What to work on - An exact copy of the entries below is the expected answer.

Study material -

//! Security mechanisms for SIP/RTP
//!
//! This module provides security mechanisms used in SIP and RTP communications:
//! 
//! - MIKEY (Multimedia Internet KEYing): Protocol for key management 
//! - SDES (Security DEScriptions): Method for exchanging SRTP keys via SDP
//! - ZRTP (Z Real-time Transport Protocol): Key agreement protocol for SRTP

pub mod mikey;
pub mod sdes;
pub mod zrtp;

use crate::srtp::crypto::SrtpCryptoKey;
use crate::srtp::SrtpCryptoSuite;
use crate::Error;

/// Trait implemented by all security key exchange methods
pub trait SecurityKeyExchange {
    /// Initialize the key exchange process
    fn init(&mut self) -> Result<(), Error>;
    
    /// Process incoming message from peer
    fn process_message(&mut self, message: &[u8]) -> Result<Option<Vec<u8>>, Error>;
    
    /// Get the negotiated SRTP crypto key if available
    fn get_srtp_key(&self) -> Option<SrtpCryptoKey>;
    
    /// Get the negotiated SRTP crypto suite if available
    fn get_srtp_suite(&self) -> Option<SrtpCryptoSuite>;
    
    /// Check if the key exchange is complete
    fn is_complete(&self) -> bool;
}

Worked solution -
//! Security mechanisms for SIP/RTP
//!
//! This module provides security mechanisms used in SIP and RTP communications:
//! 
//! - MIKEY (Multimedia Internet KEYing): Protocol for key management 
//! - SDES (Security DEScriptions): Method for exchanging SRTP keys via SDP
//! - ZRTP (Z Real-time Transport Protocol): Key agreement protocol for SRTP

pub mod mikey;
pub mod sdes;
pub mod zrtp;

use crate::srtp::crypto::SrtpCryptoKey;
use crate::srtp::SrtpCryptoSuite;
use crate::Error;

/// Trait implemented by all security key exchange methods
pub trait SecurityKeyExchange {
    /// Initialize the key exchange process
    fn init(&mut self) -> Result<(), Error>;
    
    /// Process incoming message from peer
    fn process_message(&mut self, message: &[u8]) -> Result<Option<Vec<u8>>, Error>;
    
    /// Get the negotiated SRTP crypto key if available
    fn get_srtp_key(&self) -> Option<SrtpCryptoKey>;
    
    /// Get the negotiated SRTP crypto suite if available
    fn get_srtp_suite(&self) -> Option<SrtpCryptoSuite>;
    
    /// Check if the key exchange is complete
    fn is_complete(&self) -> bool;
}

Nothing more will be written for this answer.